Una mujer tras los restos de Hitler
Como parte del ejército soviético que arrasó Berlín en 1945, Elena Rzhevskaya debió trasladar una misteriosa caja de la que sólo Stalin, ella y dos oficiales más conocían el contenido: la dentadura del Führer que permitió identificarlo
MOSCU.- Elena Rzhevskaya era una figura glamorosa en medio de las ruinas humeantes de Berlín, al colapsar el Tercer Reich. A los 25 años, con su pelo oscuro recogido hacia atrás y su inmaculado uniforme verde y rojo del ejército, esta fría y seductora intérprete militar soviética guardaba el mayor secreto del mundo en una caja de perfume roja, forrada de satén. Ahora, a los 85 años, admite que en aquella caja estaban la quijada y los dientes de Hitler, recientemente arrancados de su cuerpo quemado. Stalin había ordenado ubicar al dentista del Führer y conseguir una prueba absoluta de que el cuerpo exhumado cerca de su búnker era el verdadero.

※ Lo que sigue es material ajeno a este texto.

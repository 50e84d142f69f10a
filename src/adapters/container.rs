use crate::domain::ports::CommandRunner;
use crate::utils::error::{ReconcileError, Result};
use std::path::Path;

pub const DEFAULT_RUNTIME: &str = "docker";

/// The slice of the container runtime CLI the engine relies on.
pub struct ContainerRuntime<'a> {
    runner: &'a dyn CommandRunner,
    binary: String,
}

impl<'a> ContainerRuntime<'a> {
    pub fn new(runner: &'a dyn CommandRunner) -> Self {
        Self::with_binary(runner, DEFAULT_RUNTIME)
    }

    pub fn with_binary(runner: &'a dyn CommandRunner, binary: impl Into<String>) -> Self {
        Self {
            runner,
            binary: binary.into(),
        }
    }

    pub fn binary(&self) -> &str {
        &self.binary
    }

    pub fn pull(&self, image: &str) -> Result<()> {
        tracing::info!("Pulling image {}", image);
        self.runner.check_call(&self.binary, &["pull", image])
    }

    /// Starts a detached container and returns the id the runtime printed.
    /// `args` is everything after `--cidfile <path>`: volumes, ports, image, command.
    pub fn run(&self, cidfile: &Path, args: &[String]) -> Result<String> {
        let cidfile = cidfile.to_string_lossy().into_owned();
        let mut full_args: Vec<&str> = vec!["run", "-d", "--cidfile", cidfile.as_str()];
        full_args.extend(args.iter().map(String::as_str));

        let stdout = self.runner.check_output(&self.binary, &full_args)?;
        let instance_id = stdout
            .lines()
            .map(str::trim)
            .rfind(|line| !line.is_empty())
            .unwrap_or_default()
            .to_string();
        Ok(instance_id)
    }

    pub fn stop(&self, instance_id: &str) -> Result<()> {
        if instance_id.trim().is_empty() {
            return Err(ReconcileError::RuntimeError {
                message: "refusing to stop an empty instance id".to_string(),
            });
        }
        self.runner.check_call(&self.binary, &["stop", instance_id])
    }

    /// Best effort; a container that is already gone is not an error.
    pub fn remove(&self, instance_id: &str) -> bool {
        self.runner.call(&self.binary, &["rm", instance_id])
    }
}
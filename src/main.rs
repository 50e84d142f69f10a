use anyhow::Context;
use clap::Parser;
use unit_reconciler::domain::model::OutcomeAction;
use unit_reconciler::utils::{logger, validation::Validate};
use unit_reconciler::{
    hook_registry, Charm, CharmManifest, CliConfig, ExecutionEnvironment, HookContext,
    ProcessRunner, ReconcileError,
};

fn main() {
    let config = CliConfig::parse();

    if config.json_logs {
        logger::init_json_logger();
    } else {
        logger::init_cli_logger(config.verbose);
    }

    if let Err(e) = run(&config) {
        let exit_code = e
            .downcast_ref::<ReconcileError>()
            .map(ReconcileError::exit_code)
            .unwrap_or(1);
        tracing::error!("Hook failed: {:#}", e);
        std::process::exit(exit_code);
    }
}

fn run(config: &CliConfig) -> anyhow::Result<()> {
    config.validate()?;

    let arg0 = std::env::args().next().unwrap_or_default();
    let hook = config.hook_name(&arg0).to_string();

    let execution = ExecutionEnvironment::from_env()?;
    let manifest_path = config.manifest_path(execution.charm_dir());
    let manifest = CharmManifest::from_file(&manifest_path)?;
    manifest.validate()?;
    tracing::debug!("Loaded manifest {}", manifest_path.display());

    let runner = ProcessRunner;
    let env = HookContext::new(&runner, execution);
    let registry = hook_registry(&manifest)?;
    let mut charm = Charm::new(&env, &runner, manifest);

    let outcomes = charm
        .run(&registry, &hook)
        .with_context(|| format!("hook {} failed", hook))?;

    for outcome in &outcomes {
        match outcome.action {
            OutcomeAction::Started => tracing::info!("{} started", outcome.service),
            OutcomeAction::Stopped => tracing::info!("{} stopped", outcome.service),
            OutcomeAction::Skipped => tracing::info!("{} left as is, not ready", outcome.service),
        }
    }
    Ok(())
}
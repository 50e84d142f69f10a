pub mod checksum;
pub mod hooks;
pub mod lifecycle;
pub mod manager;
pub mod persistent_config;
pub mod providers;

pub use checksum::{ChecksumGuard, RestartMap, RestartStrategy};
pub use hooks::HookRegistry;
pub use lifecycle::{ContainerCallback, InstanceRecord, PortCallback};
pub use manager::{ServiceCallback, ServiceDefinition, ServiceManager};
pub use persistent_config::PersistentConfig;
pub use crate::utils::error::Result;
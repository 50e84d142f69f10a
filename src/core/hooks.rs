use crate::utils::error::{ReconcileError, Result};
use std::collections::BTreeMap;
use std::path::Path;

pub type HookHandler<C> = fn(&mut C) -> Result<()>;

/// Explicit name to handler table. Nothing is registered implicitly.
pub struct HookRegistry<C> {
    handlers: BTreeMap<String, HookHandler<C>>,
}

impl<C> Default for HookRegistry<C> {
    fn default() -> Self {
        Self {
            handlers: BTreeMap::new(),
        }
    }
}

impl<C> HookRegistry<C> {
    pub fn new() -> Self {
        Self::default()
    }

    pub fn register(&mut self, hook_name: impl Into<String>, handler: HookHandler<C>) -> Result<()> {
        let hook_name = hook_name.into();
        if self.handlers.contains_key(&hook_name) {
            return Err(ReconcileError::DuplicateHook { hook: hook_name });
        }
        self.handlers.insert(hook_name, handler);
        Ok(())
    }

    pub fn contains(&self, hook_name: &str) -> bool {
        self.handlers.contains_key(hook_name)
    }

    pub fn hook_names(&self) -> Vec<&str> {
        self.handlers.keys().map(String::as_str).collect()
    }

    /// Dispatches on the basename of `arg0`, so both `hooks/start` and `start` work.
    pub fn execute(&self, arg0: &str, context: &mut C) -> Result<()> {
        let hook_name = hook_name(arg0);
        let handler = self
            .handlers
            .get(hook_name)
            .ok_or_else(|| ReconcileError::UnregisteredHook {
                hook: hook_name.to_string(),
            })?;
        tracing::info!("Running hook {}", hook_name);
        handler(context)
    }
}

pub fn hook_name(arg0: &str) -> &str {
    Path::new(arg0)
        .file_name()
        .and_then(|name| name.to_str())
        .unwrap_or(arg0)
}
pub mod adapters;
pub mod app;
pub mod config;
pub mod core;
pub mod domain;
pub mod utils;

#[cfg(feature = "cli")]
pub use config::CliConfig;

pub use adapters::command::{MockRunner, ProcessRunner};
pub use adapters::hookenv::HookContext;
pub use app::{hook_registry, Charm};
pub use config::CharmManifest;
pub use crate::core::{HookRegistry, ServiceDefinition, ServiceManager};
pub use domain::model::ExecutionEnvironment;
pub use utils::error::{ReconcileError, Result};
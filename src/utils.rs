//! Small helpers for logging and file system preparation.

use std::io;
use std::path::Path;
use tokio::fs;
use tracing::{debug, instrument};

/// Truncate a string for logging purposes.
///
/// Long strings are cut to at most `max` bytes, backing off to the nearest
/// character boundary, with an ellipsis and byte count appended.
///
/// # Examples
///
/// ```ignore
/// assert_eq!(truncate_for_log("short", 100), "short");
/// assert_eq!(truncate_for_log(&"a".repeat(500), 10), "aaaaaaaaaa…(+490 bytes)");
/// ```
pub fn truncate_for_log(s: &str, max: usize) -> String {
    if s.len() <= max {
        return s.to_string();
    }
    let mut end = max;
    while !s.is_char_boundary(end) {
        end -= 1;
    }
    format!("{}…(+{} bytes)", &s[..end], s.len() - end)
}

/// Create the parent directory of `path` if it has one and it is missing.
#[instrument(level = "debug", skip_all, fields(path = %path.display()))]
pub async fn ensure_parent_dir(path: &Path) -> io::Result<()> {
    match path.parent() {
        Some(parent) if !parent.as_os_str().is_empty() => {
            fs::create_dir_all(parent).await?;
            debug!(parent = %parent.display(), "Parent directory ready");
            Ok(())
        }
        _ => Ok(()),
    }
}
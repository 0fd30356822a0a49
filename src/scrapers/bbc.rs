//! BBC News promo extractor.
//!
//! The BBC World front page lists each story as a `div.gs-c-promo` container
//! holding a heading, an optional anchor and an optional summary paragraph:
//!
//! ```text
//! div.gs-c-promo
//! ├── a.gs-c-promo-heading[href]
//! │   └── h3.gs-c-promo-heading__title
//! └── p.gs-c-promo-summary
//! ```
//!
//! Relative `href`s are resolved against the page URL. Stories are
//! deduplicated on the resulting link string, first occurrence wins.

use crate::error::ExtractError;
use crate::models::Article;
use crate::utils::truncate_for_log;
use once_cell::sync::Lazy;
use scraper::{ElementRef, Html, Selector};
use std::collections::HashSet;
use tracing::{debug, info, instrument, warn};
use url::Url;

/// Default page scraped when no URL is configured.
pub const BBC_WORLD_URL: &str = "https://www.bbc.com/news/world";

static PROMO: Lazy<Selector> = Lazy::new(|| Selector::parse("div.gs-c-promo").unwrap());
static TITLE: Lazy<Selector> =
    Lazy::new(|| Selector::parse("h3.gs-c-promo-heading__title").unwrap());
static HEADING_LINK: Lazy<Selector> =
    Lazy::new(|| Selector::parse("a.gs-c-promo-heading").unwrap());
static SUMMARY: Lazy<Selector> = Lazy::new(|| Selector::parse("p.gs-c-promo-summary").unwrap());

/// Articles recovered from one page plus the containers that were skipped.
#[derive(Debug, Default)]
pub struct Extraction {
    pub articles: Vec<Article>,
    pub failures: Vec<ExtractError>,
    /// Containers dropped because their link was already seen.
    pub duplicates: usize,
}

/// Extract deduplicated articles from a BBC News page.
///
/// A container without a title is recorded in [`Extraction::failures`] and
/// skipped; it does not claim its link in the dedup set. An empty link is an
/// ordinary dedup key, so only the first link-less container survives.
#[instrument(level = "info", skip_all, fields(%base_url))]
pub fn extract_articles(html: &str, base_url: &Url) -> Extraction {
    let document = Html::parse_document(html);
    let mut seen: HashSet<String> = HashSet::new();
    let mut extraction = Extraction::default();

    for (index, promo) in document.select(&PROMO).enumerate() {
        let Some(title) = first_text(promo, &TITLE).filter(|t| !t.is_empty()) else {
            warn!(index, "Promo container has no title; skipping");
            extraction.failures.push(ExtractError::MissingTitle { index });
            continue;
        };

        let link = promo
            .select(&HEADING_LINK)
            .next()
            .map(|a| resolve_link(base_url, a.value().attr("href").unwrap_or("").trim()))
            .unwrap_or_default();

        if !seen.insert(link.clone()) {
            debug!(index, %link, "Duplicate link; skipping");
            extraction.duplicates += 1;
            continue;
        }

        let description = first_text(promo, &SUMMARY).unwrap_or_default();
        debug!(
            index,
            %link,
            title = %truncate_for_log(&title, 80),
            "Extracted promo"
        );
        extraction
            .articles
            .push(Article::new(title, link, description));
    }

    info!(
        articles = extraction.articles.len(),
        duplicates = extraction.duplicates,
        failures = extraction.failures.len(),
        "Extracted BBC articles"
    );
    extraction
}

/// Trimmed text of the first descendant matching `selector`.
fn first_text(element: ElementRef<'_>, selector: &Selector) -> Option<String> {
    element
        .select(selector)
        .next()
        .map(|e| e.text().collect::<String>().trim().to_string())
}

/// Resolve `href` against the page URL.
///
/// Absolute hrefs pass through unchanged. If joining fails the href is
/// appended to the page URL as-is.
fn resolve_link(base_url: &Url, href: &str) -> String {
    match base_url.join(href) {
        Ok(resolved) => resolved.to_string(),
        Err(e) => {
            warn!(%href, error = %e, "Cannot resolve promo href; concatenating");
            format!("{}{}", base_url, href)
        }
    }
}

Elena fue una de las primeras en entrar en el búnker de Hitler, en donde había visto los cadáveres del jefe de la propaganda nazi, Joseph Goebbels, su esposa Magda y sus seis hijos.
"Fue insoportable ver a esos chicos, sus mejillas aún sonrojadas como si sólo estuvieran dormidos", recordó. "Los llevamos al pequeño jardín cerca del refugio y los cubrimos con una tela blanca. El cuerpo de Goebbels estaba muy quemado, pero reconocible. "
Como Elena hablaba fluidamente el alemán, se le ordenó examinar rápidamente los documentos secretos encontrados en el refugio. "Por eso fui la primera persona en encontrar y echar una mirada a los diarios de Goebbels, pero no había tiempo de leerlos, nuestra tarea era encontrar a Hitler y demostrar que estaba muerto, porque algunos rumores aseguraban que había logrado fugarse de Berlín."
Elena estaba en el búnker cuando fueron encontrados los restos del Führer y su amante, Eva Braun. "Verlos me puso la piel de gallina. Tanta gente había muerto por su culpa... millones de personas... y aquí estaba, tendido delante de mí". Para el 9 de mayo, los patólogos aún no estaban en condiciones de confirmar de modo concluyente, de modo de dejar satisfecho a Stalin, que se trataba del cuerpo de Hitler. Dado que se habían conservado todos los dientes, Elena y el coronel Vasily Gorbushin recibieron la orden de encontrar al dentista de Hitler, en medio de las ruinas de Berlín. Encontraron a Katchen Heusermann, asistente del dentista de Hitler, y a Fritz Echtmann, su técnico, que fueron detenidos. Ambos confirmaron que las coronas de oro y los puentes en los dientes coincidían con los del líder nazi. También entregaron archivos que ratificaban esta conclusión.
Stalin ordenó que los expertos dentales alemanes fueran enviados a Siberia. También ordenó que se ocultaran las pruebas de que se había encontrado a Hitler. Siempre buscando confundir a sus enemigos, quería que occidente creyera que Hitler podía seguir vivo, y le gustaba la idea de que el pueblo soviético pensara que el malvado mundo capitalista le había dado refugio al Führer.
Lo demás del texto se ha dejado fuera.